> [PROBLEM]
Without changing anything, transcribe all of the entries.

> [INFORMATION PROVIDED]
--- START ---

//! Output formatting for CLI
//!
//! Provides consistent output formatting across all commands:
//! - Human-readable default output
//! - JSON output (--json flag)
//! - Quiet mode for scripting (--quiet flag)

use serde::Serialize;

use whereis_core::{CommandOutcome, ItemRecord};

/// Output format options
#[derive(Debug, Clone, Copy, PartialEq, Eq)]
pub enum OutputFormat {
    /// Human-readable output (default)
    Human,
    /// JSON output
    Json,
    /// Quiet mode - minimal output
    Quiet,
}

impl OutputFormat {
    /// Create format from CLI flags
    pub fn from_flags(json: bool, quiet: bool) -> Self {
        if quiet {
            OutputFormat::Quiet
        } else if json {
            OutputFormat::Json
        } else {
            OutputFormat::Human
        }
    }
}

/// Output helper for consistent formatting
pub struct Output {
    /// The output format
    pub format: OutputFormat,
}

impl Output {
    pub fn new(format: OutputFormat) -> Self {
        Self { format }
    }

    /// Render whatever a dispatched command produced
    pub fn print_outcome(&self, outcome: &CommandOutcome) {
        match outcome {
            CommandOutcome::Created(record) => {
                self.success("Record has been saved successfully!");
                self.print_record(record);
            }
            CommandOutcome::Updated(Some(record)) => {
                self.success("Record has been updated successfully!");
                self.print_record(record);
            }
            CommandOutcome::Updated(None) => {
                self.message("No record with that id. Nothing was changed.");
            }
            CommandOutcome::Deleted(true) => self.success("Record deleted"),
            CommandOutcome::Deleted(false) => {
                self.message("No record with that id. Nothing was deleted.");
            }
            CommandOutcome::Found(Some(record)) => self.print_record(record),
            CommandOutcome::Found(None) => self.message("Record not found."),
            CommandOutcome::Listed(records) => self.print_records(records),
        }
    }

    /// Print a single record with every field
    pub fn print_record(&self, record: &ItemRecord) {
        match self.format {
            OutputFormat::Human => {
                println!("ID:          {}", record.id);
                println!("Name:        {}", record.name);
                println!("Description: {}", record.description);
                if let Some(ref photo) = record.photo_path {
                    println!("Photo:       {}", photo);
                }
                if let Some(ref location) = record.location {
                    println!("Coordinates: {}", location);
                }
                if let Some(created) = record.id.created_at() {
                    println!("Created:     {}", created.format("%Y-%m-%d %H:%M"));
                }
            }
            OutputFormat::Json => print_json(record),
            OutputFormat::Quiet => println!("{}", record.id),
        }
    }

    /// Print a list of records
    pub fn print_records(&self, records: &[ItemRecord]) {
        match self.format {
            OutputFormat::Human => {
                if records.is_empty() {
                    println!("No records found.");
                    return;
                }
                for record in records {
                    println!("{}", list_line(record));
                }
                println!("\n{} record(s)", records.len());
            }
            OutputFormat::Json => print_json(&records),
            OutputFormat::Quiet => {
                for record in records {
                    println!("{}", record.id);
                }
            }
        }
    }

    /// Print a success message
    pub fn success(&self, message: &str) {
        match self.format {
            OutputFormat::Human => println!("✓ {}", message),
            OutputFormat::Json => {
                println!(
                    "{}",
                    serde_json::json!({"status": "success", "message": message})
                );
            }
            OutputFormat::Quiet => {}
        }
    }

    /// Check if we should prompt for confirmation
    pub fn should_prompt(&self) -> bool {
        self.format == OutputFormat::Human
    }

    /// Print an informational message
    pub fn message(&self, msg: &str) {
        match self.format {
            OutputFormat::Human => println!("{}", msg),
            OutputFormat::Json => {
                println!("{}", serde_json::json!({"message": msg}));
            }
            OutputFormat::Quiet => {}
        }
    }
}

fn print_json<T: Serialize + ?Sized>(value: &T) {
    match serde_json::to_string_pretty(value) {
        Ok(json) => println!("{}", json),
        Err(e) => eprintln!("Failed to encode output as JSON: {}", e),
    }
}

/// One listing row: short id, name, and markers for photo and GPS
fn list_line(record: &ItemRecord) -> String {
    let mut markers = String::new();
    if record.photo_path.is_some() {
        markers.push_str(" [photo]");
    }
    if record.location.is_some() {
        markers.push_str(" [gps]");
    }
    format!(
        "{} | {}{}",
        record.id.short(),
        truncate(&record.name, 40),
        markers
    )
}

/// Truncate a string to max characters, adding "..." if truncated
fn truncate(s: &str, max_len: usize) -> String {
    if s.chars().count() <= max_len {
        s.to_string()
    } else {
        let kept: String = s.chars().take(max_len.saturating_sub(3)).collect();
        format!("{}...", kept)
    }
}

--- END ---

> [RESPONSE FOR THIS EXERCISE]
//! Output formatting for CLI
//!
//! Provides consistent output formatting across all commands:
//! - Human-readable default output
//! - JSON output (--json flag)
//! - Quiet mode for scripting (--quiet flag)

use serde::Serialize;

use whereis_core::{CommandOutcome, ItemRecord};

/// Output format options
#[derive(Debug, Clone, Copy, PartialEq, Eq)]
pub enum OutputFormat {
    /// Human-readable output (default)
    Human,
    /// JSON output
    Json,
    /// Quiet mode - minimal output
    Quiet,
}

impl OutputFormat {
    /// Create format from CLI flags
    pub fn from_flags(json: bool, quiet: bool) -> Self {
        if quiet {
            OutputFormat::Quiet
        } else if json {
            OutputFormat::Json
        } else {
            OutputFormat::Human
        }
    }
}

/// Output helper for consistent formatting
pub struct Output {
    /// The output format
    pub format: OutputFormat,
}

impl Output {
    pub fn new(format: OutputFormat) -> Self {
        Self { format }
    }

    /// Render whatever a dispatched command produced
    pub fn print_outcome(&self, outcome: &CommandOutcome) {
        match outcome {
            CommandOutcome::Created(record) => {
                self.success("Record has been saved successfully!");
                self.print_record(record);
            }
            CommandOutcome::Updated(Some(record)) => {
                self.success("Record has been updated successfully!");
                self.print_record(record);
            }
            CommandOutcome::Updated(None) => {
                self.message("No record with that id. Nothing was changed.");
            }
            CommandOutcome::Deleted(true) => self.success("Record deleted"),
            CommandOutcome::Deleted(false) => {
                self.message("No record with that id. Nothing was deleted.");
            }
            CommandOutcome::Found(Some(record)) => self.print_record(record),
            CommandOutcome::Found(None) => self.message("Record not found."),
            CommandOutcome::Listed(records) => self.print_records(records),
        }
    }

    /// Print a single record with every field
    pub fn print_record(&self, record: &ItemRecord) {
        match self.format {
            OutputFormat::Human => {
                println!("ID:          {}", record.id);
                println!("Name:        {}", record.name);
                println!("Description: {}", record.description);
                if let Some(ref photo) = record.photo_path {
                    println!("Photo:       {}", photo);
                }
                if let Some(ref location) = record.location {
                    println!("Coordinates: {}", location);
                }
                if let Some(created) = record.id.created_at() {
                    println!("Created:     {}", created.format("%Y-%m-%d %H:%M"));
                }
            }
            OutputFormat::Json => print_json(record),
            OutputFormat::Quiet => println!("{}", record.id),
        }
    }

    /// Print a list of records
    pub fn print_records(&self, records: &[ItemRecord]) {
        match self.format {
            OutputFormat::Human => {
                if records.is_empty() {
                    println!("No records found.");
                    return;
                }
                for record in records {
                    println!("{}", list_line(record));
                }
                println!("\n{} record(s)", records.len());
            }
            OutputFormat::Json => print_json(&records),
            OutputFormat::Quiet => {
                for record in records {
                    println!("{}", record.id);
                }
            }
        }
    }

    /// Print a success message
    pub fn success(&self, message: &str) {
        match self.format {
            OutputFormat::Human => println!("✓ {}", message),
            OutputFormat::Json => {
                println!(
                    "{}",
                    serde_json::json!({"status": "success", "message": message})
                );
            }
            OutputFormat::Quiet => {}
        }
    }

    /// Check if we should prompt for confirmation
    pub fn should_prompt(&self) -> bool {
        self.format == OutputFormat::Human
    }

    /// Print an informational message
    pub fn message(&self, msg: &str) {
        match self.format {
            OutputFormat::Human => println!("{}", msg),
            OutputFormat::Json => {
                println!("{}", serde_json::json!({"message": msg}));
            }
            OutputFormat::Quiet => {}
        }
    }
}

fn print_json<T: Serialize + ?Sized>(value: &T) {
    match serde_json::to_string_pretty(value) {
        Ok(json) => println!("{}", json),
        Err(e) => eprintln!("Failed to encode output as JSON: {}", e),
    }
}

/// One listing row: short id, name, and markers for photo and GPS
fn list_line(record: &ItemRecord) -> String {
    let mut markers = String::new();
    if record.photo_path.is_some() {
        markers.push_str(" [photo]");
    }
    if record.location.is_some() {
        markers.push_str(" [gps]");
    }
    format!(
        "{} | {}{}",
        record.id.short(),
        truncate(&record.name, 40),
        markers
    )
}

/// Truncate a string to max characters, adding "..." if truncated
fn truncate(s: &str, max_len: usize) -> String {
    if s.chars().count() <= max_len {
        s.to_string()
    } else {
        let kept: String = s.chars().take(max_len.saturating_sub(3)).collect();
        format!("{}...", kept)
    }
}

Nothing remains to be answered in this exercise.